The Federal Reserve Bank of Atlanta reports that earnings for workers who remained at their employment increased 5.5% in November compared to a year earlier.
According to the report, that was up from the 3.7% annual rise in January 2022, which was the biggest increase in the 25 years of records-keeping.
The Journal reports that employees who moved employers, job responsibilities, or occupations in November experienced wage increases of 7.7% over the same month the previous year.
According to Layla O’Kane, senior economist at Lightcast, “if I can see that the Burger King down the road is providing $22 an hour, and I’m making $20 an hour at the Dunkin’ Donuts that I work at, then I know very clearly what my potential cost is.” Because they don’t want to lose the employees they’ve already trained, employers are responding to this by raising wages internally.
Companies are mostly raising wages for current workers due to the possibility that they may quit for higher pay, but faster wage growth is causing inflation to reach historically high levels as some businesses raise prices to offset their high labor expenses.
Despite a recent minor cooling in inflation, last year saw the biggest price increase in four decades. Officials from the Federal Reserve have stated that they are keeping an eye on pay rises as they consider raising interest rates in the future to slow the economy and reduce inflation.
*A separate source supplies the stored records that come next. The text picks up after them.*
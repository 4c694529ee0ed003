//! Bounded pool of shared, read-only local file handles.
//!
//! Every open path has one entry in an arena holding the file and an explicit
//! reference count. Evicting an entry (LRU overflow or [`OpenFileCache::remove`])
//! only marks it for close; the descriptor is dropped once the last
//! [`FileHandle`] referencing it is released, so a reader never sees its file
//! closed underneath it.

use std::collections::HashMap;
use std::fs::File;
use std::io;
use std::num::NonZeroUsize;
use std::path::{Path, PathBuf};
use std::sync::Arc;

use lru::LruCache;
use parking_lot::Mutex;
use tracing::{debug, trace};

type EntryId = u64;

/// LRU-bounded cache of open files, cheap to clone and share
#[derive(Clone)]
pub struct OpenFileCache {
    index: Arc<Mutex<HandleIndex>>,
}

struct HandleIndex {
    lru: LruCache<PathBuf, EntryId>,
    entries: HashMap<EntryId, HandleEntry>,
    next_id: EntryId,
}

struct HandleEntry {
    path: PathBuf,
    file: Arc<File>,
    refs: usize,
    evicted: bool,
}

impl HandleIndex {
    /// Take a reference on the live entry for `path`, if there is one.
    fn acquire(&mut self, path: &Path) -> Option<(EntryId, Arc<File>)> {
        let id = *self.lru.get(path)?;
        let entry = self.entries.get_mut(&id)?;
        entry.refs += 1;
        Some((id, entry.file.clone()))
    }

    /// Mark an entry evicted, dropping it right away if nobody holds it.
    fn retire(&mut self, id: EntryId, closing: &mut Vec<Arc<File>>) {
        let idle = match self.entries.get_mut(&id) {
            Some(entry) => {
                entry.evicted = true;
                entry.refs == 0
            }
            None => false,
        };
        if idle {
            if let Some(entry) = self.entries.remove(&id) {
                debug!("Closing evicted file {}", entry.path.display());
                closing.push(entry.file);
            }
        } else {
            trace!("Deferring close of evicted entry {} until released", id);
        }
    }

    fn release(&mut self, id: EntryId) -> Option<Arc<File>> {
        let entry = match self.entries.get_mut(&id) {
            Some(entry) => entry,
            None => panic!("released file handle {} that is not in the cache", id),
        };
        entry.refs = match entry.refs.checked_sub(1) {
            Some(refs) => refs,
            None => panic!("file handle refcount underflow for {}", entry.path.display()),
        };
        if entry.refs == 0 && entry.evicted {
            let entry = self.entries.remove(&id)?;
            debug!("Closing released file {}", entry.path.display());
            return Some(entry.file);
        }
        None
    }
}

impl OpenFileCache {
    /// Create a cache holding at most `max_entries` indexed files
    pub fn new(max_entries: usize) -> Self {
        let capacity = NonZeroUsize::new(max_entries.max(1)).unwrap_or(NonZeroUsize::MIN);
        Self {
            index: Arc::new(Mutex::new(HandleIndex {
                lru: LruCache::new(capacity),
                entries: HashMap::new(),
                next_id: 0,
            })),
        }
    }

    /// Open `path` read-only, sharing an already open descriptor when possible.
    pub fn open<P: AsRef<Path>>(&self, path: P) -> io::Result<FileHandle> {
        let path = path.as_ref();
        if let Some((id, file)) = self.index.lock().acquire(path) {
            return Ok(self.handle(id, file));
        }

        // Open outside the lock; a racing opener may win the insert below.
        let file = Arc::new(File::open(path)?);

        let mut closing = Vec::new();
        let handle = {
            let mut index = self.index.lock();
            match index.acquire(path) {
                Some((id, existing)) => {
                    closing.push(file);
                    self.handle(id, existing)
                }
                None => {
                    let id = index.next_id;
                    index.next_id += 1;
                    index.entries.insert(
                        id,
                        HandleEntry {
                            path: path.to_path_buf(),
                            file: file.clone(),
                            refs: 1,
                            evicted: false,
                        },
                    );
                    if let Some((evicted_path, evicted_id)) = index.lru.push(path.to_path_buf(), id) {
                        trace!("Evicting {} from open file cache", evicted_path.display());
                        index.retire(evicted_id, &mut closing);
                    }
                    self.handle(id, file)
                }
            }
        };
        drop(closing);
        Ok(handle)
    }

    /// Forget `path`, e.g. because the file was deleted or replaced.
    ///
    /// Handles already returned for it stay readable until released.
    pub fn remove<P: AsRef<Path>>(&self, path: P) {
        let mut closing = Vec::new();
        {
            let mut index = self.index.lock();
            if let Some(id) = index.lru.pop(path.as_ref()) {
                index.retire(id, &mut closing);
            }
        }
        drop(closing);
    }

    /// Number of indexed (not evicted) paths
    pub fn len(&self) -> usize {
        self.index.lock().lru.len()
    }

    pub fn is_empty(&self) -> bool {
        self.len() == 0
    }

    /// Descriptors currently held open, including evicted entries still referenced
    pub fn open_handles(&self) -> usize {
        self.index.lock().entries.len()
    }

    fn handle(&self, id: EntryId, file: Arc<File>) -> FileHandle {
        FileHandle {
            index: self.index.clone(),
            id,
            file,
            released: false,
        }
    }
}

/// A counted reference to a cached open file.
///
/// Dropping the handle (or calling [`FileHandle::close`]) releases the
/// reference; it never closes the shared descriptor directly.
pub struct FileHandle {
    index: Arc<Mutex<HandleIndex>>,
    id: EntryId,
    file: Arc<File>,
    released: bool,
}

impl FileHandle {
    /// Positional read; fills `buf` unless end of file is reached first.
    pub fn read_at(&self, buf: &mut [u8], offset: u64) -> io::Result<usize> {
        let mut filled = 0;
        while filled < buf.len() {
            match pread(&self.file, &mut buf[filled..], offset + filled as u64) {
                Ok(0) => break,
                Ok(n) => filled += n,
                Err(e) if e.kind() == io::ErrorKind::Interrupted => continue,
                Err(e) => return Err(e),
            }
        }
        Ok(filled)
    }

    /// Current length of the underlying file
    pub fn len(&self) -> io::Result<u64> {
        Ok(self.file.metadata()?.len())
    }

    /// Release this reference
    pub fn close(mut self) {
        self.release();
    }

    fn release(&mut self) {
        if self.released {
            return;
        }
        self.released = true;
        let closing = self.index.lock().release(self.id);
        drop(closing);
    }
}

impl Drop for FileHandle {
    fn drop(&mut self) {
        self.release();
    }
}

impl std::fmt::Debug for FileHandle {
    fn fmt(&self, f: &mut std::fmt::Formatter<'_>) -> std::fmt::Result {
        f.debug_struct("FileHandle").field("id", &self.id).finish()
    }
}

#[cfg(unix)]
pub(crate) fn pread(file: &File, buf: &mut [u8], offset: u64) -> io::Result<usize> {
    use std::os::unix::fs::FileExt;
    file.read_at(buf, offset)
}

#[cfg(windows)]
pub(crate) fn pread(file: &File, buf: &mut [u8], offset: u64) -> io::Result<usize> {
    use std::os::windows::fs::FileExt;
    file.seek_read(buf, offset)
}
After an upwardly revised 6.1% increase in October, prices increased by 5.5% from a year earlier in November.
Despite the fact that many employees are making more money, they aren’t seeing salary increases. After adjusting for annual inflation of 7.1%, the Labor Department reports that overall private-sector worker salaries decreased by 1.9% during the year that ended in November.
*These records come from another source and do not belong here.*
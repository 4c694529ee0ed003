use std::collections::HashMap;
use std::sync::Arc;

use futures::future::BoxFuture;
use futures::FutureExt;
use tracing::debug;

use crate::{BlobError, BlobResult, BlobStore, DirBlobStore, MemoryBlobStore};

type StoreConstructor = Arc<dyn Fn(String) -> BoxFuture<'static, BlobResult<Arc<dyn BlobStore>>> + Send + Sync>;

/// Resolves store URLs such as `mem://` or `file:///var/blobs` to stores.
///
/// An explicit object built at startup and passed to whoever needs to open
/// stores; there is no process-wide registration.
pub struct StoreFactory {
    schemes: HashMap<String, StoreConstructor>,
}

impl StoreFactory {
    /// A factory that knows no schemes
    pub fn new() -> Self {
        Self {
            schemes: HashMap::new(),
        }
    }

    /// A factory with the built-in `mem` and `file` schemes registered.
    pub fn with_defaults() -> Self {
        let mut factory = Self::new();
        factory.register("mem", |_location| async { Ok(Arc::new(MemoryBlobStore::new()) as Arc<dyn BlobStore>) });
        factory.register("file", |location| async move {
            if location.is_empty() {
                return Err(BlobError::invalid("file:// store needs a directory"));
            }
            let store = DirBlobStore::open(location).await?;
            Ok(Arc::new(store) as Arc<dyn BlobStore>)
        });
        factory
    }

    /// Register `constructor` for `scheme`, replacing any earlier one.
    ///
    /// The constructor receives everything after `scheme://`.
    pub fn register<S, F, Fut>(&mut self, scheme: S, constructor: F)
    where
        S: Into<String>,
        F: Fn(String) -> Fut + Send + Sync + 'static,
        Fut: std::future::Future<Output = BlobResult<Arc<dyn BlobStore>>> + Send + 'static,
    {
        let constructor: StoreConstructor = Arc::new(move |location| constructor(location).boxed());
        self.schemes.insert(scheme.into(), constructor);
    }

    /// Whether `scheme` has a constructor
    pub fn supports(&self, scheme: &str) -> bool {
        self.schemes.contains_key(scheme)
    }

    /// Open the store named by `url` (`<scheme>://<location>`).
    pub async fn open(&self, url: &str) -> BlobResult<Arc<dyn BlobStore>> {
        let (scheme, location) = url
            .split_once("://")
            .ok_or_else(|| BlobError::invalid(format!("store URL {} has no scheme", url)))?;
        let constructor = self
            .schemes
            .get(scheme)
            .ok_or_else(|| BlobError::invalid(format!("no store registered for scheme {}", scheme)))?
            .clone();
        debug!("Opening {} store at {:?}", scheme, location);
        constructor(location.to_string()).await
    }
}

impl Default for StoreFactory {
    fn default() -> Self {
        Self::with_defaults()
    }
}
Additionally, there are indications that as the labor market begins to loosen, wage growth is beginning to slow. From a year earlier, average hourly wages grew 5.1% in November, dropping from a peak of 5.6% in March. The Journal was informed by analysts that salary growth would slow down much further in the upcoming months.
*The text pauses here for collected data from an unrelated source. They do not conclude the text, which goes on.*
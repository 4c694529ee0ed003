//! Block-granularity read cache.
//!
//! Remote blobs are read in fixed `BLOCK_SIZE` pieces, each persisted as its
//! own file in the cache directory. A block is fetched from the backing store
//! at most once at a time: the first reader inserts a slot into the block
//! index and downloads, everyone else waits on the slot's state channel.
//! A block file only appears under its canonical name after a complete temp
//! file is renamed over it.
//!
//! Each key has an epoch, bumped by every write or delete made through the
//! cache and recorded in block file names. A reader opened before a write
//! keeps its epoch; once that is stale it reads straight from its backing
//! reader and never touches the index or the directory.

use std::collections::HashMap;
use std::io::Write;
use std::num::NonZeroUsize;
use std::path::{Path, PathBuf};
use std::sync::Arc;
use std::time::SystemTime;

use async_trait::async_trait;
use lru::LruCache;
use parking_lot::Mutex;
use tokio::sync::{watch, OnceCell};
use tracing::{debug, info, instrument, warn};

use crate::keys::{block_file_name, parse_block_file_name, TEMP_PREFIX};
use crate::store::read_full;
use crate::{
    BlobError, BlobReader, BlobResult, BlobStore, BlobWriter, BlockCacheConfig, OpenFileCache,
    StoreCapabilities,
};

/// Caching granularity
pub const BLOCK_SIZE: u64 = 1024 * 1024;

/// A reader may find its block evicted between download and open; it starts
/// over this many times before giving up.
const MAX_BLOCK_ATTEMPTS: usize = 8;

type SharedReader = Arc<dyn BlobReader>;
type ReaderCell = Arc<OnceCell<SharedReader>>;

/// Read-through block cache in front of a [`BlobStore`]
#[derive(Clone)]
pub struct BlockBlobCache {
    inner: Arc<BlockCacheInner>,
}

struct BlockCacheInner {
    dir: PathBuf,
    backing: Arc<dyn BlobStore>,
    files: OpenFileCache,
    index: Mutex<BlockIndex>,
    readers: Mutex<LruCache<String, ReaderCell>>,
}

struct BlockIndex {
    slots: LruCache<BlockId, Arc<BlockSlot>>,
    /// Keys never written or deleted through the cache are at epoch 0
    epochs: HashMap<String, u64>,
}

impl BlockIndex {
    fn epoch(&self, key: &str) -> u64 {
        self.epochs.get(key).copied().unwrap_or(0)
    }
}

#[derive(Debug, Clone, PartialEq, Eq, Hash)]
struct BlockId {
    key: String,
    epoch: u64,
    offset: u64,
}

struct BlockSlot {
    path: PathBuf,
    state: watch::Sender<BlockState>,
}

#[derive(Debug, Clone)]
enum BlockState {
    /// Download in flight. `evicted` asks the downloader to delete the file
    /// once it lands, since the index no longer tracks it.
    Downloading { evicted: bool },
    Ready,
    Failed(BlobError),
}

impl BlockSlot {
    fn new(path: PathBuf, state: BlockState) -> Arc<Self> {
        let (state, _) = watch::channel(state);
        Arc::new(Self { path, state })
    }
}

impl BlockBlobCache {
    /// Open a cache over `backing`, adopting any block files left in the
    /// cache directory by a previous run.
    pub async fn open(backing: Arc<dyn BlobStore>, config: BlockCacheConfig) -> BlobResult<Self> {
        tokio::fs::create_dir_all(&config.dir).await?;

        let capacity = NonZeroUsize::new(config.max_blocks()).unwrap_or(NonZeroUsize::MIN);
        let readers = NonZeroUsize::new(config.max_open_files.max(1)).unwrap_or(NonZeroUsize::MIN);
        let inner = Arc::new(BlockCacheInner {
            dir: config.dir.clone(),
            backing,
            files: OpenFileCache::new(config.max_open_files),
            index: Mutex::new(BlockIndex {
                slots: LruCache::new(capacity),
                epochs: HashMap::new(),
            }),
            readers: Mutex::new(LruCache::new(readers)),
        });

        inner.clone().populate().await?;
        Ok(Self { inner })
    }

    /// Number of blocks currently tracked by the index
    pub fn cached_blocks(&self) -> usize {
        self.inner.index.lock().slots.len()
    }

    /// Whether the current block of `key` at `offset` is tracked by the index
    pub fn contains_block(&self, key: &str, offset: u64) -> bool {
        let index = self.inner.index.lock();
        index.slots.contains(&BlockId {
            key: key.to_string(),
            epoch: index.epoch(key),
            offset: offset - offset % BLOCK_SIZE,
        })
    }

    /// The directory owned by this cache
    pub fn dir(&self) -> &Path {
        &self.inner.dir
    }
}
According to Paul McDonald, senior executive director at professional staffing firm Robert Half, “businesses are prepared for salary rise to match inflation” in sectors with high demand for labor. “As inflation declines, wage growth will be more in step with it.”
The consumer price index, which tracks how much people pay for goods and services, increased by 7.1% in November, which is the weakest rate since 2022 and less than the 7.7% increase seen in October.
In order to reward staff, businesses are budgeting greater merit-pay increases in 2023 than they have in the previous 15 years, according to a Mercer survey of more than 1,000 businesses.
According to the Journal, Daniel Powers, a recent college graduate, started out with a six-figure income when he was hired in September and received a 10% year-end boost at a management consulting business in Chicago.
Powers praised the management of his business, saying, “They understand the reality of the industry – there’s no false sense of ‘We’re family here’.”
What do you think of that situation with salary raises caused by inflation? Please let us know in the comments.